O chumbo que se impunha

Há que agradecer ao Tribunal Constitucional a amabilidade de ter demonstrado longamente que o referendo inventado em cima do joelho pelo PSD para impedir a aprovação da lei da co-adopção é mesmo tão idiota quanto sempre pareceu.

“Idiota” tem apenas seis caracteres, enquanto o acórdão utiliza 92.789 para chegar à mesma conclusão, mas acreditem: é para mim um verdadeiro conforto espiritual ver ali desmontada a vergonhosa confusão entre adopção e co-adopção por casais homossexuais que o PSD quis promover, ao mesmo tempo que são valorizadas quatro palavras que demasiada gente neste país continua a não querer perceber o que significam: interesse superior da criança.

Eu sei que já gastei bastante latim neste espaço a propósito da co-adopção, mas nos tempos complicados que vivemos todos nós temos obrigação de ser cidadãos cada vez mais atentos, donos da sua própria cabeça, capazes de separar o trigo do joio, sensíveis à complexidade de questões como esta, e radicalmente alérgicos a quem faz da golpada política um estilo de vida. A co-adopção e a adopção por casais homossexuais não são, de facto, a mesma coisa. É perfeitamente possível ser a favor da primeira e contra a segunda, e juntar as duas coisas num único referendo tinha apenas a intenção de tentar chumbar a co-adopção por arrasto, e assim continuar a deixar desprotegidas crianças que têm todo o direito de ver as pessoas que consideram ser seus pais ou suas mães legalmente reconhecidas como tal.

Deixem-me citar o acórdão, que vale a pena: “Na primeira questão existe uma família de facto já constituída, enquanto na segunda se pretende constituir uma família ex novo. Assim, nesta segunda questão já não estará em causa o interesse do menor em ver reconhecida uma relação jurídica com uma família em concreto, mas apenas uma simples pretensão de um casal a adoptar, ex novo, uma criança que não terá, à partida, qualquer relação com o casal, ainda que tenha interesse em ser adoptada, em geral.”
E é aqui que nós entramos na questão fulcral – a do interesse superior da criança, e que, se assim for entendida, não consigo sequer conceber que se confunda adopção e co-adopção, a não ser por manifesta má fé. Voltando ao acórdão, e àquela que me parece ser a sua frase-chave, apesar de estar perdida no meio do texto: “Na primeira questão, pode valorar-se primacialmente o interesse da criança em estabelecer relações jurídicas com um dos seus cuidadores, enquanto na segunda estão em causa primacialmente os interesses de casais do mesmo sexo em poder aceder à possibilidade de adoptar crianças.”

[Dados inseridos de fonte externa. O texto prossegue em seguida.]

//! Embedding backends
//!
//! Every backend maps text to a fixed-dimension vector, deterministically for a
//! given model version, and identifies that version through [`Embedder::model_id`].
//! Corpus snapshots are stamped with the id so queries are never served
//! against vectors produced by a different model.

pub mod dense;
pub mod hashing;

pub use dense::BertEmbedder;
pub use hashing::HashingEmbedder;

use crate::error::EmbeddingError;

/// Text embedding capability
pub trait Embedder: Send + Sync {
    /// Identifier of the model version producing the vectors
    fn model_id(&self) -> &str;

    /// Length of every vector returned by [`Embedder::embed`]
    fn dimension(&self) -> usize;

    /// Embed one text. Fails with [`EmbeddingError::EmptyInput`] on blank input.
    fn embed(&self, text: &str) -> Result<Vec<f32>, EmbeddingError>;

    /// Embed many texts, preserving order
    fn embed_batch(&self, texts: &[&str]) -> Result<Vec<Vec<f32>>, EmbeddingError> {
        texts.iter().map(|t| self.embed(t)).collect()
    }
}

/// Trimmed text, or `EmptyInput`
pub(crate) fn require_text(text: &str) -> Result<&str, EmbeddingError> {
    let trimmed = text.trim();
    if trimmed.is_empty() {
        return Err(EmbeddingError::EmptyInput);
    }
    Ok(trimmed)
}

Aleluia, aleluia. Meninos da JSD e outros que tais, ponham isto na cabeça: enquanto a adopção por casais gay é, em primeiro lugar, uma luta por direitos de adultos, a co-adopção por casais gay é, em primeiro lugar, uma luta por direitos das crianças. Como refere o acórdão, citando o Tribunal Europeu dos Direitos Humanos, o objectivo da adopção é “dar uma família a uma criança e não uma criança a uma família” – e portanto, no caso da adopção por homossexuais, a discriminação dos adultos é irrelevante, se for no interesse da criança. Só que, no caso da co-adopção, a família já existe, e a criança já está integrada nela. É o seu interesse superior que está a ser defendido. Fico muito feliz que os juízes do Palácio Ratton tenham reconhecido isso. Fico muito feliz que um referendo que envergonharia a nossa democracia tenha sido chumbado pelo Tribunal Constitucional.